---------- Information shown

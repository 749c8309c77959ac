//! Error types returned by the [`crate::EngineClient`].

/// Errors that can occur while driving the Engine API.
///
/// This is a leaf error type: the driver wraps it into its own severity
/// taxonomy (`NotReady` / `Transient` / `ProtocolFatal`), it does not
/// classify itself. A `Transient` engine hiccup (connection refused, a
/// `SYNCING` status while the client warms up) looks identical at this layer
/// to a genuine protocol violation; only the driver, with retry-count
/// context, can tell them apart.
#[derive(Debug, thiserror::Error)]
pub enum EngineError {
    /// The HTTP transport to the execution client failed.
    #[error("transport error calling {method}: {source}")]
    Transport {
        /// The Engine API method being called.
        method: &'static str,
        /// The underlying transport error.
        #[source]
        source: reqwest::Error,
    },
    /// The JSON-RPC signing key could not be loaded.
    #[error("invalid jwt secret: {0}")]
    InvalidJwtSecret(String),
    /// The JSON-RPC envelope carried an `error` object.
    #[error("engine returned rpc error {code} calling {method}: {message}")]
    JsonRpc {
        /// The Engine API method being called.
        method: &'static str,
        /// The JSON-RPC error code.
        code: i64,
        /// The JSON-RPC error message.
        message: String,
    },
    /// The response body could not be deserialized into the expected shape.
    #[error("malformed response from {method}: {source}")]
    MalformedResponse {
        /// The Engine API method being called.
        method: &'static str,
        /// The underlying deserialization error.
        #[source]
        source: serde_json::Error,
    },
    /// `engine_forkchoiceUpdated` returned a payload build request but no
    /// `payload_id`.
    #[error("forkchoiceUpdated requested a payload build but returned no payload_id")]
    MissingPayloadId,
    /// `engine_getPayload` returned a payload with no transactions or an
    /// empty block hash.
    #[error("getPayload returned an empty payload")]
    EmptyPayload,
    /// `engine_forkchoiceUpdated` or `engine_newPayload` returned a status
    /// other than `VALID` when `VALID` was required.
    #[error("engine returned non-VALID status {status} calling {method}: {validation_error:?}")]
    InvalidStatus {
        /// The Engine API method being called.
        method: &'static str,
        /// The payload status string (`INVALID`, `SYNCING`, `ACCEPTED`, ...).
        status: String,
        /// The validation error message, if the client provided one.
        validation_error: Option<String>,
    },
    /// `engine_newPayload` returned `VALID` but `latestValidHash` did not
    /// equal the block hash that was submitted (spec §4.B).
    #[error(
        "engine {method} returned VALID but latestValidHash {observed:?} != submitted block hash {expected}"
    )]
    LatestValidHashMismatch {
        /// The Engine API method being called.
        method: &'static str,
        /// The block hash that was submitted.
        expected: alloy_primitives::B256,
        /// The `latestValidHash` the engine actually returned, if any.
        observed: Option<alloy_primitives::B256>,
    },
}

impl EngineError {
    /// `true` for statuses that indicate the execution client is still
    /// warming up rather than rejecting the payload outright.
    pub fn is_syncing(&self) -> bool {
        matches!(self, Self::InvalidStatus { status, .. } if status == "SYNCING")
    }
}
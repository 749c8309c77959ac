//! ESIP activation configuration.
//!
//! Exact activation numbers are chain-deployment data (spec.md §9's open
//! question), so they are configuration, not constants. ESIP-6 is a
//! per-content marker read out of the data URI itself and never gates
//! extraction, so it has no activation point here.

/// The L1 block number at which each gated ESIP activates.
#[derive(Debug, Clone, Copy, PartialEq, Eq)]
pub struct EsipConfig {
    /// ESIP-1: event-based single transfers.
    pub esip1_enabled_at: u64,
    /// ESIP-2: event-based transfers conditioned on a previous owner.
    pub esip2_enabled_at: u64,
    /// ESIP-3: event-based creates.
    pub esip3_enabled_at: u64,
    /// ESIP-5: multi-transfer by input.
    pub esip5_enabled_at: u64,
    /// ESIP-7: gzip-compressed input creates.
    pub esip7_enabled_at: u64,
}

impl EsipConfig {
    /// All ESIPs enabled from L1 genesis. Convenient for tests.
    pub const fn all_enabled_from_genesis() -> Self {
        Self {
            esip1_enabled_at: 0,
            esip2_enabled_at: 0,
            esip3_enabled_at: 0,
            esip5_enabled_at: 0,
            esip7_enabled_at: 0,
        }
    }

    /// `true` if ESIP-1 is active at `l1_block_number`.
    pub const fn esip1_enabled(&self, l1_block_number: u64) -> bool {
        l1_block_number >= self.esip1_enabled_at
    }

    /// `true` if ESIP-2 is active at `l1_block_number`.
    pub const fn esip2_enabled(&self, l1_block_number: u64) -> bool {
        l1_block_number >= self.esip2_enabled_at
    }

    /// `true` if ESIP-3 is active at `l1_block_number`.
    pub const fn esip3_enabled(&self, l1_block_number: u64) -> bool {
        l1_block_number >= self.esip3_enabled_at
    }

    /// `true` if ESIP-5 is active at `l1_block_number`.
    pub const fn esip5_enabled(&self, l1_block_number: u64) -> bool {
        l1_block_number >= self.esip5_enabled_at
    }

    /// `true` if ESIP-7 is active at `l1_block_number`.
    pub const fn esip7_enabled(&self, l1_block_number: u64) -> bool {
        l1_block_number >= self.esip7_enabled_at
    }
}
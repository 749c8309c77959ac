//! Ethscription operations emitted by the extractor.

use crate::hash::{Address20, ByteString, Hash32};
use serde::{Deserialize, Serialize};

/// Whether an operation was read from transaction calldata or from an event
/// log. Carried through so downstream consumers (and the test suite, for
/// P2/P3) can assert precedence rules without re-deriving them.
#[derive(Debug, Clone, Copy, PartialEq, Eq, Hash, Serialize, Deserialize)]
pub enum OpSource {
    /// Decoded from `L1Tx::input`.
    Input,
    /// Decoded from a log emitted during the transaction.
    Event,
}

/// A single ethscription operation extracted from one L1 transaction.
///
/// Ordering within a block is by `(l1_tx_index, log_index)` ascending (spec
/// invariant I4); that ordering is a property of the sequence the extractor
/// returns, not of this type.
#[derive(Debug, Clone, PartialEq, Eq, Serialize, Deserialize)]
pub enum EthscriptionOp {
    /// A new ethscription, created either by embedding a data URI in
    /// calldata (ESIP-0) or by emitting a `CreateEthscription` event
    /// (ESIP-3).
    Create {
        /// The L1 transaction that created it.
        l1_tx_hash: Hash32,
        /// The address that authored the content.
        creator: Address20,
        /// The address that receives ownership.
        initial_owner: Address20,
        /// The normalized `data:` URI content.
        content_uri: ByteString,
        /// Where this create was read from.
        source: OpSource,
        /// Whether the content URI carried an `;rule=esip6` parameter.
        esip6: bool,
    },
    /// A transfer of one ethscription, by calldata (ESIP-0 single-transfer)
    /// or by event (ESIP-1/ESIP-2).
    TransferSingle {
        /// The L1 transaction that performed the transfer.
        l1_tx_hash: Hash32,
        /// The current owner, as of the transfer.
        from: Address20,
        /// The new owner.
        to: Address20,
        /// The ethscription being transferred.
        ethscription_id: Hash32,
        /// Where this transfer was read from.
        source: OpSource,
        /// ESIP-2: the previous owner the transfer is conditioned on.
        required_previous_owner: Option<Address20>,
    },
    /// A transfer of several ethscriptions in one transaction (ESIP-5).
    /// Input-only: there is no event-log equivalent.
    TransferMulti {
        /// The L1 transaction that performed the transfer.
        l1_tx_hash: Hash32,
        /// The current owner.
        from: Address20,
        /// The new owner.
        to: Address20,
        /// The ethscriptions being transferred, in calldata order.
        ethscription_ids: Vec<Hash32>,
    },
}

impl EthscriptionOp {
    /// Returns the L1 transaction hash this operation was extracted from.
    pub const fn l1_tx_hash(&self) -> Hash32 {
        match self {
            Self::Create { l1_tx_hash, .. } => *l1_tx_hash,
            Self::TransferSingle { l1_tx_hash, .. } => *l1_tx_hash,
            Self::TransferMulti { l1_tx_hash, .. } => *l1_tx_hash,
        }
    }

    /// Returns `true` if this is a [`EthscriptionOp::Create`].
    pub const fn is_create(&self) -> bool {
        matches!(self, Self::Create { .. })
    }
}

--------------------

» **Exercise objective**
From the material above, set down exactly the lines starting at the one with "multi-transfer by input." and ending at the one with "pub const fn all_enabled_from_genesis()", end lines included.

» **Solved exercise**
    /// ESIP-5: multi-transfer by input.
    pub esip5_enabled_at: u64,
    /// ESIP-7: gzip-compressed input creates.
    pub esip7_enabled_at: u64,
}

impl EsipConfig {
    /// All ESIPs enabled from L1 genesis. Convenient for tests.
    pub const fn all_enabled_from_genesis() -> Self {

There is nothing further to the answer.